1) De ommelanden behoren allen tot Münster, met uitzondering van Selwerd-Groningen en de ontginningen vanuit de Hondsrug de oostelijke venen in. Groningen uitsluiten van Drenthe levert op dat ten noorden van de zes dingspelen een kleine Utrechtse appendix aanwezig is in verder Munsters land. Deze appendix toont historisch-geografisch wel een eenheid met zichzelf en met de andere plaatsen op de Hondsrug.

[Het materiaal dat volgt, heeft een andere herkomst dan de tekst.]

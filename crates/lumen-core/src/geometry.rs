//! Geometry text loader
//!
//! Parses the small sectioned text format used by the Lumen snapshots into
//! two flat buffers that can be copied verbatim into GPU memory:
//!
//! ```text
//! # comment lines start with '#'
//! [points]
//! x0 y0 r0 g0 b0
//! [indices]
//! i0 i1 i2
//! ```
//!
//! Each `[points]` line is one vertex (2D position plus RGB color) and each
//! `[indices]` line is one triangle referencing vertices by 0-based position.

use serde::{Deserialize, Serialize};
use std::fs::File;
use std::io::{BufRead, BufReader};
use std::path::Path;
use std::str::FromStr;

use crate::error::GeometryError;
use crate::logging::LogCategory;
use crate::{lumen_debug, lumen_trace, lumen_warn};

/// Marker line opening the vertex section
pub const POINTS_MARKER: &str = "[points]";
/// Marker line opening the index section
pub const INDICES_MARKER: &str = "[indices]";
/// Floats per vertex record: x, y, r, g, b
pub const FLOATS_PER_VERTEX: usize = 5;
/// Indices per triangle
pub const INDICES_PER_TRIANGLE: usize = 3;

/// How malformed or missing numeric fields are handled.
#[derive(Debug, Clone, Copy, PartialEq, Eq, Default, Serialize, Deserialize)]
#[serde(rename_all = "snake_case")]
pub enum NumberPolicy {
    /// Substitute zero for a malformed token and every later field on the
    /// same line. Missing trailing fields are zero as well.
    #[default]
    Lenient,
    /// Fail with [`GeometryError::MalformedNumber`] or
    /// [`GeometryError::MissingFields`].
    Strict,
}

/// Whether indices are checked against the parsed vertex count.
#[derive(Debug, Clone, Copy, PartialEq, Eq, Default, Serialize, Deserialize)]
#[serde(rename_all = "snake_case")]
pub enum IndexPolicy {
    /// Indices are copied as-is; out-of-range values reach the GPU untouched.
    #[default]
    PassThrough,
    /// Fail with [`GeometryError::IndexOutOfRange`] once the source is read.
    Validate,
}

/// Loader behaviour switches
#[derive(Debug, Clone, Copy, PartialEq, Eq, Default, Serialize, Deserialize)]
#[serde(default)]
pub struct LoaderOptions {
    pub numbers: NumberPolicy,
    pub indices: IndexPolicy,
}

/// Section the loader is currently reading
#[derive(Debug, Clone, Copy, PartialEq, Eq)]
pub enum Section {
    None,
    Points,
    Indices,
}

impl Section {
    /// Only marker lines move between sections.
    fn transition(self, kind: &LineKind<'_>) -> Section {
        match kind {
            LineKind::Marker(next) => *next,
            LineKind::Skip | LineKind::Data(_) => self,
        }
    }
}

/// Classification of a single source line
#[derive(Debug, Clone, Copy, PartialEq, Eq)]
enum LineKind<'a> {
    Marker(Section),
    Skip,
    Data(&'a str),
}

impl<'a> LineKind<'a> {
    fn classify(raw: &'a str) -> Self {
        let line = raw.strip_suffix('\r').unwrap_or(raw);

        if line == POINTS_MARKER {
            LineKind::Marker(Section::Points)
        } else if line == INDICES_MARKER {
            LineKind::Marker(Section::Indices)
        } else if line.is_empty() || line.starts_with('#') {
            LineKind::Skip
        } else {
            LineKind::Data(line)
        }
    }
}

/// Flat vertex and index buffers produced by one load call
#[derive(Debug, Clone, Default, PartialEq)]
pub struct ParsedGeometry {
    /// Flattened vertex records, `FLOATS_PER_VERTEX` floats each
    pub points: Vec<f32>,
    /// Flattened triangles, `INDICES_PER_TRIANGLE` indices each
    pub indices: Vec<u16>,
}

impl ParsedGeometry {
    pub fn vertex_count(&self) -> usize {
        self.points.len() / FLOATS_PER_VERTEX
    }

    pub fn index_count(&self) -> usize {
        self.indices.len()
    }

    pub fn triangle_count(&self) -> usize {
        self.indices.len() / INDICES_PER_TRIANGLE
    }

    pub fn is_empty(&self) -> bool {
        self.points.is_empty() && self.indices.is_empty()
    }

    /// Iterate vertex records as `[x, y, r, g, b]` slices
    pub fn vertices(&self) -> impl Iterator<Item = &[f32]> + '_ {
        self.points.chunks_exact(FLOATS_PER_VERTEX)
    }

    /// Iterate triangles as `[a, b, c]` slices
    pub fn triangles(&self) -> impl Iterator<Item = &[u16]> + '_ {
        self.indices.chunks_exact(INDICES_PER_TRIANGLE)
    }

    /// Raw bytes of the vertex buffer, ready for upload
    pub fn point_bytes(&self) -> &[u8] {
        bytemuck::cast_slice(&self.points)
    }

    /// Raw bytes of the index buffer, ready for upload
    pub fn index_bytes(&self) -> &[u8] {
        bytemuck::cast_slice(&self.indices)
    }

    /// Largest index referenced, if any
    pub fn max_index(&self) -> Option<u16> {
        self.indices.iter().copied().max()
    }

    pub fn into_parts(self) -> (Vec<f32>, Vec<u16>) {
        (self.points, self.indices)
    }
}

/// Stateless loader for the geometry text format.
///
/// Every call builds a fresh [`ParsedGeometry`]; nothing carries over between
/// calls on the same loader.
#[derive(Debug, Clone, Copy, Default)]
pub struct GeometryLoader {
    options: LoaderOptions,
}

impl GeometryLoader {
    pub fn new() -> Self {
        Self::default()
    }

    pub fn with_options(options: LoaderOptions) -> Self {
        Self { options }
    }

    pub fn options(&self) -> LoaderOptions {
        self.options
    }

    /// Load geometry from a file on disk.
    ///
    /// # Errors
    /// [`GeometryError::SourceUnavailable`] when the file cannot be opened,
    /// plus the policy-dependent parse errors.
    pub fn load(&self, path: impl AsRef<Path>) -> Result<ParsedGeometry, GeometryError> {
        let path = path.as_ref();
        let file = File::open(path).map_err(|source| GeometryError::SourceUnavailable {
            path: path.to_path_buf(),
            source,
        })?;

        let geometry = self.load_from_reader(BufReader::new(file))?;

        lumen_debug!(
            LogCategory::Geometry,
            path = %path.display(),
            vertices = geometry.vertex_count(),
            triangles = geometry.triangle_count(),
            "Loaded geometry"
        );

        Ok(geometry)
    }

    /// Load geometry from any buffered reader.
    ///
    /// Lines are split on raw `\n` bytes and decoded lossily, so bytes that
    /// are not valid UTF-8 never fail the load. Numeric tokens are ASCII and
    /// unaffected.
    pub fn load_from_reader<R: BufRead>(
        &self,
        mut reader: R,
    ) -> Result<ParsedGeometry, GeometryError> {
        let mut geometry = ParsedGeometry::default();
        let mut section = Section::None;
        let mut buf = Vec::new();
        let mut line_no = 0;

        loop {
            line_no += 1;
            buf.clear();
            let read = reader
                .read_until(b'\n', &mut buf)
                .map_err(|source| GeometryError::Read {
                    line: line_no,
                    source,
                })?;
            if read == 0 {
                break;
            }

            let raw = buf.strip_suffix(b"\n").unwrap_or(&buf[..]);
            let line = String::from_utf8_lossy(raw);
            self.consume_line(&mut geometry, &mut section, line_no, &line)?;
        }

        self.finish(geometry)
    }

    /// Parse geometry already held in memory
    pub fn parse_str(&self, text: &str) -> Result<ParsedGeometry, GeometryError> {
        let mut geometry = ParsedGeometry::default();
        let mut section = Section::None;

        for (number, line) in text.lines().enumerate() {
            self.consume_line(&mut geometry, &mut section, number + 1, line)?;
        }

        self.finish(geometry)
    }

    fn consume_line(
        &self,
        geometry: &mut ParsedGeometry,
        section: &mut Section,
        line_no: usize,
        raw: &str,
    ) -> Result<(), GeometryError> {
        let kind = LineKind::classify(raw);

        let next = section.transition(&kind);
        if next != *section {
            lumen_trace!(LogCategory::Geometry, line = line_no, "Entering section {:?}", next);
            *section = next;
        }

        let LineKind::Data(data) = kind else {
            return Ok(());
        };

        match *section {
            Section::Points => {
                let record = self.parse_fields::<f32, FLOATS_PER_VERTEX>(data, line_no)?;
                geometry.points.extend(record);
            }
            Section::Indices => {
                let triple = self.parse_fields::<u16, INDICES_PER_TRIANGLE>(data, line_no)?;
                geometry.indices.extend(triple);
            }
            Section::None => {
                lumen_trace!(
                    LogCategory::Geometry,
                    line = line_no,
                    "Ignoring data outside of any section"
                );
            }
        }

        Ok(())
    }

    /// Read exactly `N` whitespace-separated fields; extra tokens are ignored.
    fn parse_fields<T, const N: usize>(
        &self,
        data: &str,
        line: usize,
    ) -> Result<[T; N], GeometryError>
    where
        T: FromStr + Copy + Default,
    {
        let mut fields = [T::default(); N];
        let mut tokens = data.split_whitespace();
        let mut found = 0;

        for slot in fields.iter_mut() {
            let Some(token) = tokens.next() else {
                break;
            };

            match token.parse::<T>() {
                Ok(value) => {
                    *slot = value;
                    found += 1;
                }
                Err(_) if self.options.numbers == NumberPolicy::Strict => {
                    return Err(GeometryError::MalformedNumber {
                        line,
                        token: token.to_string(),
                    });
                }
                Err(_) => {
                    lumen_warn!(
                        LogCategory::Geometry,
                        line,
                        token,
                        "Malformed number, zeroing the rest of the line"
                    );
                    return Ok(fields);
                }
            }
        }

        if found < N {
            if self.options.numbers == NumberPolicy::Strict {
                return Err(GeometryError::MissingFields {
                    line,
                    expected: N,
                    found,
                });
            }
            lumen_warn!(
                LogCategory::Geometry,
                line,
                found,
                expected = N,
                "Too few fields, padding with zero"
            );
        }

        Ok(fields)
    }

    fn finish(&self, geometry: ParsedGeometry) -> Result<ParsedGeometry, GeometryError> {
        if self.options.indices == IndexPolicy::Validate {
            let vertex_count = geometry.vertex_count();
            if let Some(&index) = geometry
                .indices
                .iter()
                .find(|&&index| usize::from(index) >= vertex_count)
            {
                return Err(GeometryError::IndexOutOfRange {
                    index,
                    vertex_count,
                });
            }
        }

        Ok(geometry)
    }
}

/// Load a geometry file with default options
pub fn load_geometry(path: impl AsRef<Path>) -> Result<ParsedGeometry, GeometryError> {
    GeometryLoader::new().load(path)
}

2) Het aartsdiaconaat Drenthe omvat alles ten noorden van de Overijsselse Vecht met uitzondering van Friesland. De Reest is de zuidelijke rivier en binnen dit gebied liggen Vollenhove, Steenwijk, Kuinre en Groningen als Utrechtse versterkingen. Geen van deze plaatsen valt binnen het huidige Drenthe, maar geografisch zijn ze nauw verbonden. Sommige delen zijn Overijssel gebleven, sommige overgegaan naar Friesland terwijl ze kerkelijk overduidelijk dochters van Steenwijk zijn (langs de Linde) en bij de Stellingwerven langs de Kuinder (Tjonger) positioneren de bewoners zich als Friezen om onder de bisschop uit te komen. Oosterwolde komt in de vroege 13e eeuw voor als zetel van een Utrechtse ridder, niet van een Fries. Al deze gebieden (behalve de Hondsrug) wateren af op hetzelfde gebied en behoren dus ook niet verbazend tot hetzelfde aartsdekenaat. Uitzondering hierop zijn de Friezen aan de Tjonger, maar daar zijn de dekenaten buiten Westergo en Oostergo inderdaad ook onduidelijk wat wijst op samenvoegingen e.d.